And while Rachel and her children were busy making corn-cake, and cooking ham and chicken, and hurrying on the et ceteras of the evening meal, George and his wife sat in their little room, with their arms folded about each other, in such talk as husband and wife have when they know that a few hours may part them forever.

“Eliza,” said George, “people that have friends, and houses, and lands, and money, and all those things can’t love as we do, who have nothing but each other. Till I knew you, Eliza, no creature had loved me, but my poor, heart-broken mother and sister. I saw poor Emily that morning the trader carried her off. She came to the corner where I was lying asleep, and said, ’Poor George, your last friend is going. What will become of you, poor boy?’ And I got up and threw my arms round her, and cried and sobbed, and she cried too; and those were the last kind words I got for ten long years; and my heart all withered up, and felt as dry as ashes, till I met you. And your loving me,—why, it was almost like raising one from the dead! I’ve been a new man ever since! And now, Eliza, I’ll give my last drop of blood, but they shall not take you from me. Whoever gets you must walk over my dead body.”

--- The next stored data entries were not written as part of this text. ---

//! Character map for the digit font sheet
//!
//! The sheet is `SHEET_COLUMNS` glyphs wide. Only ASCII 32..=95 has glyphs;
//! some punctuation is reused for symbols:
//!
//! - `#` heart
//! - `$` lightning bolt
//! - `*` degree sign

use embedded_graphics::{
    geometry::{Point, Size},
    primitives::Rectangle,
};

/// Glyphs per row of the font sheet
pub const SHEET_COLUMNS: u8 = 8;

/// First character with an entry in the map
const FIRST_CHAR: u8 = 32;

/// Blank glyph, used for spaces and anything unsupported
pub const FALLBACK_GLYPH: u8 = 0x0F;

/// Highest glyph index in the map
pub const LAST_GLYPH: u8 = 0x2F;

/// Glyph rows a font sheet has to provide
pub const SHEET_ROWS: u8 = LAST_GLYPH / SHEET_COLUMNS + 1;

const CHAR_MAP: [u8; 64] = [
    0x0F, 0x2D, 0x0F, 0x2B, 0x2C, 0x0C, 0x0F, 0x0F, //  !"#$%&'
    0x0F, 0x0F, 0x0D, 0x2E, 0x0F, 0x0E, 0x2F, 0x0B, // ()*+,-./
    0x00, 0x01, 0x02, 0x03, 0x04, 0x05, 0x06, 0x07, // 01234567
    0x08, 0x09, 0x0A, 0x0F, 0x0F, 0x0F, 0x0F, 0x2A, // 89:;<=>?
    0x1E, 0x10, 0x11, 0x12, 0x13, 0x14, 0x15, 0x16, // @ABCDEFG
    0x17, 0x18, 0x19, 0x1A, 0x1B, 0x1C, 0x1D, 0x1E, // HIJKLMNO
    0x1F, 0x20, 0x21, 0x22, 0x23, 0x24, 0x25, 0x26, // PQRSTUVW
    0x27, 0x28, 0x29, 0x0F, 0x0F, 0x0F, 0x0F, 0x2F, // XYZ[\]^_
];

/// Sprite index for `ch`
pub fn glyph_index(ch: u8) -> u8 {
    ch.checked_sub(FIRST_CHAR)
        .and_then(|offset| CHAR_MAP.get(offset as usize))
        .copied()
        .unwrap_or(FALLBACK_GLYPH)
}

/// Area of `glyph` inside a font sheet made of `cell`-sized sprites
pub fn sprite_rect(glyph: u8, cell: Size) -> Rectangle {
    let column = u32::from(glyph % SHEET_COLUMNS);
    let row = u32::from(glyph / SHEET_COLUMNS);
    Rectangle::new(
        Point::new((column * cell.width) as i32, (row * cell.height) as i32),
        cell,
    )
}
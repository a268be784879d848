use std::path::Path;
use std::sync::{Mutex, MutexGuard};

use rusqlite::{params, Connection, OptionalExtension};

use crate::error::EngineError;
use crate::models::{FingerprintHash, HashHit, SongRecord};

/// Persistent inverted index: songs plus hash -> (song, time) postings,
/// embedded in a single SQLite file.
///
/// One connection guarded by a mutex; enrollment takes a transaction so
/// readers see either a song's full posting set or none of it.
pub struct IndexStore {
    conn: Mutex<Connection>,
}

/// Aggregate catalog counters for the stats surface.
#[derive(Debug, Clone, Copy)]
pub struct CatalogCounts {
    pub total_songs: i64,
    pub total_fingerprints: i64,
    pub avg_fingerprints_per_song: f64,
}

impl IndexStore {
    /// Opens (creating if needed) the database at `path` and ensures the
    /// schema exists.
    pub fn open<P: AsRef<Path>>(path: P) -> Result<Self, EngineError> {
        let conn = Connection::open(path)?;
        conn.execute_batch("PRAGMA journal_mode = WAL; PRAGMA foreign_keys = ON;")?;
        create_schema(&conn)?;
        Ok(IndexStore { conn: Mutex::new(conn) })
    }

    fn lock(&self) -> MutexGuard<'_, Connection> {
        self.conn.lock().expect("index store mutex poisoned")
    }

    /// Upserts a song by filename (preserving its id on re-enrollment) and
    /// replaces its postings with `hashes`, all in one transaction.
    pub fn enroll(
        &self,
        filename: &str,
        title: &str,
        artist: &str,
        duration: f64,
        hashes: &[FingerprintHash],
    ) -> Result<i64, EngineError> {
        let mut conn = self.lock();
        let tx = conn.transaction()?;

        tx.execute(
            "INSERT INTO songs (filename, title, artist, duration) VALUES (?1, ?2, ?3, ?4)
             ON CONFLICT(filename) DO UPDATE SET
                 title = excluded.title,
                 artist = excluded.artist,
                 duration = excluded.duration",
            params![filename, title, artist, duration],
        )?;
        let song_id: i64 = tx.query_row(
            "SELECT id FROM songs WHERE filename = ?1",
            params![filename],
            |row| row.get(0),
        )?;

        tx.execute("DELETE FROM fingerprints WHERE song_id = ?1", params![song_id])?;
        {
            let mut stmt = tx.prepare(
                "INSERT INTO fingerprints (song_id, hash, time_offset) VALUES (?1, ?2, ?3)",
            )?;
            for hash in hashes {
                stmt.execute(params![song_id, hash.token, hash.time_offset])?;
            }
        }

        tx.commit()?;
        Ok(song_id)
    }

    /// Probes the index with every query hash and returns the postings
    /// joined with their song metadata, each tagged with the query anchor
    /// time it was probed with.
    pub fn lookup(&self, hashes: &[FingerprintHash]) -> Result<Vec<HashHit>, EngineError> {
        let conn = self.lock();
        let mut stmt = conn.prepare(
            "SELECT f.time_offset, s.id, s.filename, s.title, s.artist, s.duration, s.created_at
             FROM fingerprints f
             JOIN songs s ON s.id = f.song_id
             WHERE f.hash = ?1",
        )?;

        let mut hits = Vec::new();
        for hash in hashes {
            let rows = stmt.query_map(params![hash.token], |row| {
                Ok(HashHit {
                    query_time: hash.time_offset,
                    stored_time: row.get(0)?,
                    song: SongRecord {
                        id: row.get(1)?,
                        filename: row.get(2)?,
                        title: row.get(3)?,
                        artist: row.get(4)?,
                        duration: row.get(5)?,
                        created_at: row.get(6)?,
                    },
                })
            })?;
            for row in rows {
                hits.push(row?);
            }
        }
        Ok(hits)
    }

    /// Returns every song record, id ascending.
    pub fn list_songs(&self) -> Result<Vec<SongRecord>, EngineError> {
        let conn = self.lock();
        let mut stmt = conn.prepare(
            "SELECT id, filename, title, artist, duration, created_at FROM songs ORDER BY id",
        )?;
        let rows = stmt.query_map([], |row| {
            Ok(SongRecord {
                id: row.get(0)?,
                filename: row.get(1)?,
                title: row.get(2)?,
                artist: row.get(3)?,
                duration: row.get(4)?,
                created_at: row.get(5)?,
            })
        })?;
        let mut songs = Vec::new();
        for row in rows {
            songs.push(row?);
        }
        Ok(songs)
    }

    /// Catalog counters: song count, posting count, and the mean posting
    /// count over enrolled songs.
    pub fn counts(&self) -> Result<CatalogCounts, EngineError> {
        let conn = self.lock();
        let total_songs: i64 = conn.query_row("SELECT COUNT(*) FROM songs", [], |row| row.get(0))?;
        let total_fingerprints: i64 =
            conn.query_row("SELECT COUNT(*) FROM fingerprints", [], |row| row.get(0))?;
        let avg: Option<f64> = conn
            .query_row(
                "SELECT AVG(n) FROM (SELECT COUNT(*) AS n FROM fingerprints GROUP BY song_id)",
                [],
                |row| row.get(0),
            )
            .optional()?
            .flatten();
        Ok(CatalogCounts {
            total_songs,
            total_fingerprints,
            avg_fingerprints_per_song: avg.unwrap_or(0.0),
        })
    }

    /// Drops and recreates the catalog.
    pub fn reset(&self) -> Result<(), EngineError> {
        let conn = self.lock();
        conn.execute_batch(
            "DROP TABLE IF EXISTS fingerprints;
             DROP TABLE IF EXISTS songs;",
        )?;
        create_schema(&conn)?;
        Ok(())
    }
}

/// Idempotent schema creation.
fn create_schema(conn: &Connection) -> Result<(), rusqlite::Error> {
    conn.execute_batch(
        "CREATE TABLE IF NOT EXISTS songs (
             id INTEGER PRIMARY KEY AUTOINCREMENT,
             filename TEXT UNIQUE NOT NULL,
             title TEXT,
             artist TEXT,
             duration REAL,
             created_at TIMESTAMP DEFAULT CURRENT_TIMESTAMP
         );
         CREATE TABLE IF NOT EXISTS fingerprints (
             id INTEGER PRIMARY KEY AUTOINCREMENT,
             song_id INTEGER NOT NULL,
             hash TEXT NOT NULL,
             time_offset REAL NOT NULL,
             FOREIGN KEY (song_id) REFERENCES songs (id)
         );
         CREATE INDEX IF NOT EXISTS idx_fingerprints_hash ON fingerprints (hash);",
    )
}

“O, Lord, have mercy!” said Eliza, sobbing. “If he will only let us get out of this country together, that is all we ask.”

“Is God on their side?” said George, speaking less to his wife than pouring out his own bitter thoughts. “Does he see all they do? Why does he let such things happen? And they tell us that the Bible is on their side; certainly all the power is. They are rich, and healthy, and happy; they are members of churches, expecting to go to heaven; and they get along so easy in the world, and have it all their own way; and poor, honest, faithful Christians,—Christians as good or better than they,—are lying in the very dust under their feet. They buy ’em and sell ’em, and make trade of their heart’s blood, and groans and tears,—and God lets them.”

“Friend George,” said Simeon, from the kitchen, “listen to this Psalm; it may do thee good.”

George drew his seat near the door, and Eliza, wiping her tears, came forward also to listen, while Simeon read as follows:

“But as for me, my feet were almost gone; my steps had well-nigh slipped. For I was envious of the foolish, when I saw the prosperity of the wicked. They are not in trouble like other men, neither are they plagued like other men. Therefore, pride compasseth them as a chain; violence covereth them as a garment. Their eyes stand out with fatness; they have more than heart could wish. They are corrupt, and speak wickedly concerning oppression; they speak loftily. Therefore his people return, and the waters of a full cup are wrung out to them, and they say, How doth God know? and is there knowledge in the Most High?”

“Is not that the way thee feels, George?”

“It is so indeed,” said George,—“as well as I could have written it myself.”

“Then, hear,” said Simeon: “When I thought to know this, it was too painful for me until I went unto the sanctuary of God. Then understood I their end. Surely thou didst set them in slippery places, thou castedst them down to destruction. As a dream when one awaketh, so, oh Lord, when thou awakest, thou shalt despise their image. Nevertheless I am continually with thee; thou hast holden me by my right hand. Thou shalt guide me by thy counsel, and afterwards receive me to glory. It is good for me to draw near unto God. I have put my trust in the Lord God.”[1]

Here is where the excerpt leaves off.